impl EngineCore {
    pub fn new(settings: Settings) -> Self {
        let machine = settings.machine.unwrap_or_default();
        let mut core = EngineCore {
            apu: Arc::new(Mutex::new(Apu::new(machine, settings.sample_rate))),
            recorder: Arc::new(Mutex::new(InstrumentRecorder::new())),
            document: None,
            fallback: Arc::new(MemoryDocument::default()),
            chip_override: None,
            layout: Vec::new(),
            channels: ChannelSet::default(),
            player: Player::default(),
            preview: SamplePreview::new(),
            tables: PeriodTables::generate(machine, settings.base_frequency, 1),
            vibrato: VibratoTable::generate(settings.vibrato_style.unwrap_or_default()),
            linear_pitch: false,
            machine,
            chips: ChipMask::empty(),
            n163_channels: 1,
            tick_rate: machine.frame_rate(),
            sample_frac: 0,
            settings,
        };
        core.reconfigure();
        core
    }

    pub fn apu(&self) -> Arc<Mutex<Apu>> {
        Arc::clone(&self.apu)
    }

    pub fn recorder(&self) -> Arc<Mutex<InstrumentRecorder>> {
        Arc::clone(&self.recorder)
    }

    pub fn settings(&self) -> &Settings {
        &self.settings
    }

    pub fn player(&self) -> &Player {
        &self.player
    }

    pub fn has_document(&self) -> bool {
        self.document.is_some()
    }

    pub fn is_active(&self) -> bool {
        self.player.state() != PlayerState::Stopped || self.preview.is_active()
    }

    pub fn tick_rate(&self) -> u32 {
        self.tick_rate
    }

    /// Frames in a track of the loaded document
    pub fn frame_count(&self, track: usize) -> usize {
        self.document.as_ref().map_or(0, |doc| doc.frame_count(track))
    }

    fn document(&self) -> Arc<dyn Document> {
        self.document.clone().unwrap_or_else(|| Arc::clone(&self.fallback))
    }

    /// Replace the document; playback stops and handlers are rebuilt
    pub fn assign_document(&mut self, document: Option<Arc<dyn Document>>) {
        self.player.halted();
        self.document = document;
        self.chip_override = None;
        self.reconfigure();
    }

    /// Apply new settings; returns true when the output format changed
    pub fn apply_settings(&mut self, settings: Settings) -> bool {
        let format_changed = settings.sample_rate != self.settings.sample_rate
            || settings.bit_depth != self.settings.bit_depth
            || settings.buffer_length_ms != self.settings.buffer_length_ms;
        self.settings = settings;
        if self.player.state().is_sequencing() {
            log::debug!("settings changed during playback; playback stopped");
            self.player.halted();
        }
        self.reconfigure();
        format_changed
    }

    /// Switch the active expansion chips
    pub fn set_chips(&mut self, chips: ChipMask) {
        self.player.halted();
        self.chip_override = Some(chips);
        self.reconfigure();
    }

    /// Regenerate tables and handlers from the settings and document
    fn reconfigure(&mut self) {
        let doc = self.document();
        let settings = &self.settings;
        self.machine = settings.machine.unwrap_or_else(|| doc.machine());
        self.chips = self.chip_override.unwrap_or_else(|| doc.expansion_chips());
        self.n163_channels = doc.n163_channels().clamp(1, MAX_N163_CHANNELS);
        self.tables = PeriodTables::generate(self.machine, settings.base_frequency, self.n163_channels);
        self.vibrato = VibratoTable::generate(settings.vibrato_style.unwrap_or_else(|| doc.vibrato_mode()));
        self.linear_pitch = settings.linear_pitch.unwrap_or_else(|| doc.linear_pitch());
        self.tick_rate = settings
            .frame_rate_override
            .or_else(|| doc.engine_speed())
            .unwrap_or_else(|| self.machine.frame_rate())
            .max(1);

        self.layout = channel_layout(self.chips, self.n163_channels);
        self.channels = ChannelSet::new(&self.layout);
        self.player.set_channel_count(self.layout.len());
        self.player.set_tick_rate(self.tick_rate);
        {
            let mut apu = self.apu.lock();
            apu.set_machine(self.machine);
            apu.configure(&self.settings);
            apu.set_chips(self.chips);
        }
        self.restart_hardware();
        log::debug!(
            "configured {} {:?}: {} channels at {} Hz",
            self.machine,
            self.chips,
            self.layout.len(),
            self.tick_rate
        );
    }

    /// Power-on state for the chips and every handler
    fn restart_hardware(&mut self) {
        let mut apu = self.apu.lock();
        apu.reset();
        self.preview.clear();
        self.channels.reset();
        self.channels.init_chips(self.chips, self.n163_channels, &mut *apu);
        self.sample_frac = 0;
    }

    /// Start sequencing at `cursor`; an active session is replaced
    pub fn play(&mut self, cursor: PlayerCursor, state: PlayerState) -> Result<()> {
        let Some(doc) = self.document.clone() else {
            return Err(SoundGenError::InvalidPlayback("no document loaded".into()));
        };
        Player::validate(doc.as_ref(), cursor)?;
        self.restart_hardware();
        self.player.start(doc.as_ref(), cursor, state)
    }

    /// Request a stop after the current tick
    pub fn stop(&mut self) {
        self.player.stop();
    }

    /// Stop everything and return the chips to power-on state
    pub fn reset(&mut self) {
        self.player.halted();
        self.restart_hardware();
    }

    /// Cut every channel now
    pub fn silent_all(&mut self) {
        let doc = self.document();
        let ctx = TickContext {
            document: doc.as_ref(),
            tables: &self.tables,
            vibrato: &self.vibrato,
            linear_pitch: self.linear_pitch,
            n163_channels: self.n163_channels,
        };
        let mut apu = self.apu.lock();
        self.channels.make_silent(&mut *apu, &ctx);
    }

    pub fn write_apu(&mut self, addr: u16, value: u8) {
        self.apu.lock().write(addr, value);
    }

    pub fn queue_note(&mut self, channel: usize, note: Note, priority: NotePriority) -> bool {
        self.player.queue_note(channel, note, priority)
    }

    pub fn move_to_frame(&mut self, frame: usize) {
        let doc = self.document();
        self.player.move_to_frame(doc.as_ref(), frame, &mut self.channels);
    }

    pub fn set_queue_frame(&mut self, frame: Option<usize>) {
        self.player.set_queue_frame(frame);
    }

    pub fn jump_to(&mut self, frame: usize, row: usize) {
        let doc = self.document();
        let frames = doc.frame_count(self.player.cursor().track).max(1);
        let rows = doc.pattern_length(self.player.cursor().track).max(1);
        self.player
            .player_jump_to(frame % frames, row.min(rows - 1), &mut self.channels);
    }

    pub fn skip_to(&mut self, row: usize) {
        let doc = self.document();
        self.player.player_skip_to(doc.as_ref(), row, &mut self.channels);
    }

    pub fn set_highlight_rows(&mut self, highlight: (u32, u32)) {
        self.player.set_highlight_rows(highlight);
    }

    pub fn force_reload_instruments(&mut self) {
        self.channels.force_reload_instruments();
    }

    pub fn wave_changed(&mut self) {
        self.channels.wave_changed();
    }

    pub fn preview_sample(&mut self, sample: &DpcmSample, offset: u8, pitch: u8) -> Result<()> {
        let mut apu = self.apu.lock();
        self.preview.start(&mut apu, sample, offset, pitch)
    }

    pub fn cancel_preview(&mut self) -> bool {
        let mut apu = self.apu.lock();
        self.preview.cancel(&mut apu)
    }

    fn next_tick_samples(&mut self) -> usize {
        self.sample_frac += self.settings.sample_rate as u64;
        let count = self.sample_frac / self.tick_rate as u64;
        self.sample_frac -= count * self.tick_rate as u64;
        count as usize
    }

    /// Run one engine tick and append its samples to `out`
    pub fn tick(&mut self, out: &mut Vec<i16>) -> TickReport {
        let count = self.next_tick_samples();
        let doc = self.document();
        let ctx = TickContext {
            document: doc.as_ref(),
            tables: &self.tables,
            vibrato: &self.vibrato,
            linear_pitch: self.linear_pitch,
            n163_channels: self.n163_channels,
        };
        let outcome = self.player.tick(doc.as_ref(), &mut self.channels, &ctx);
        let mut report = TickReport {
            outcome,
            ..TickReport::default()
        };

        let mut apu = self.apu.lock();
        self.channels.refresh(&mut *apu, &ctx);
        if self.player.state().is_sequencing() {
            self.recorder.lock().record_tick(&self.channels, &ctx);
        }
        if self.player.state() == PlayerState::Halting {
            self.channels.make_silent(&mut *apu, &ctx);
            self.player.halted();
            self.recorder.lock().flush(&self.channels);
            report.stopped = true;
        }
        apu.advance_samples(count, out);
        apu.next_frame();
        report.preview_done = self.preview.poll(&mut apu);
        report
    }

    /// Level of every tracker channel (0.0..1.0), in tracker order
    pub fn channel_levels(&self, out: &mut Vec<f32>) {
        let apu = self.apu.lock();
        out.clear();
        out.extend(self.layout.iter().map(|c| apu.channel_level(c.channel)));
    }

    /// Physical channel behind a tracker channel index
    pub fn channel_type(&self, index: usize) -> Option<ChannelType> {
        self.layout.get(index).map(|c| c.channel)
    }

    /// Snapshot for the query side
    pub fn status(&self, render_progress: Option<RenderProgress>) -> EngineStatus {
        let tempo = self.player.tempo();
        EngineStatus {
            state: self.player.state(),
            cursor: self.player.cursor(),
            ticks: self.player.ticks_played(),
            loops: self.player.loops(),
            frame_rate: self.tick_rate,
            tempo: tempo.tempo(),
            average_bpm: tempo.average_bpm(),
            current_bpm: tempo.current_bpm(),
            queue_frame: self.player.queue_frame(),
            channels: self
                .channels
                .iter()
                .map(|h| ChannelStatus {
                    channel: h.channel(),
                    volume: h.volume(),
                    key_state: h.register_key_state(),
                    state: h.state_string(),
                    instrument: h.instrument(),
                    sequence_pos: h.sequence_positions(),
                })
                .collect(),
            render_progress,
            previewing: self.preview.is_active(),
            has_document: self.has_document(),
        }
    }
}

────

= TASK TO COMPLETE =
Transcribe the records from their first line. Stop after the line with "pub fn is_active(&self)", including it.

= WRITTEN ANSWER =
impl EngineCore {
    pub fn new(settings: Settings) -> Self {
        let machine = settings.machine.unwrap_or_default();
        let mut core = EngineCore {
            apu: Arc::new(Mutex::new(Apu::new(machine, settings.sample_rate))),
            recorder: Arc::new(Mutex::new(InstrumentRecorder::new())),
            document: None,
            fallback: Arc::new(MemoryDocument::default()),
            chip_override: None,
            layout: Vec::new(),
            channels: ChannelSet::default(),
            player: Player::default(),
            preview: SamplePreview::new(),
            tables: PeriodTables::generate(machine, settings.base_frequency, 1),
            vibrato: VibratoTable::generate(settings.vibrato_style.unwrap_or_default()),
            linear_pitch: false,
            machine,
            chips: ChipMask::empty(),
            n163_channels: 1,
            tick_rate: machine.frame_rate(),
            sample_frac: 0,
            settings,
        };
        core.reconfigure();
        core
    }

    pub fn apu(&self) -> Arc<Mutex<Apu>> {
        Arc::clone(&self.apu)
    }

    pub fn recorder(&self) -> Arc<Mutex<InstrumentRecorder>> {
        Arc::clone(&self.recorder)
    }

    pub fn settings(&self) -> &Settings {
        &self.settings
    }

    pub fn player(&self) -> &Player {
        &self.player
    }

    pub fn has_document(&self) -> bool {
        self.document.is_some()
    }

    pub fn is_active(&self) -> bool {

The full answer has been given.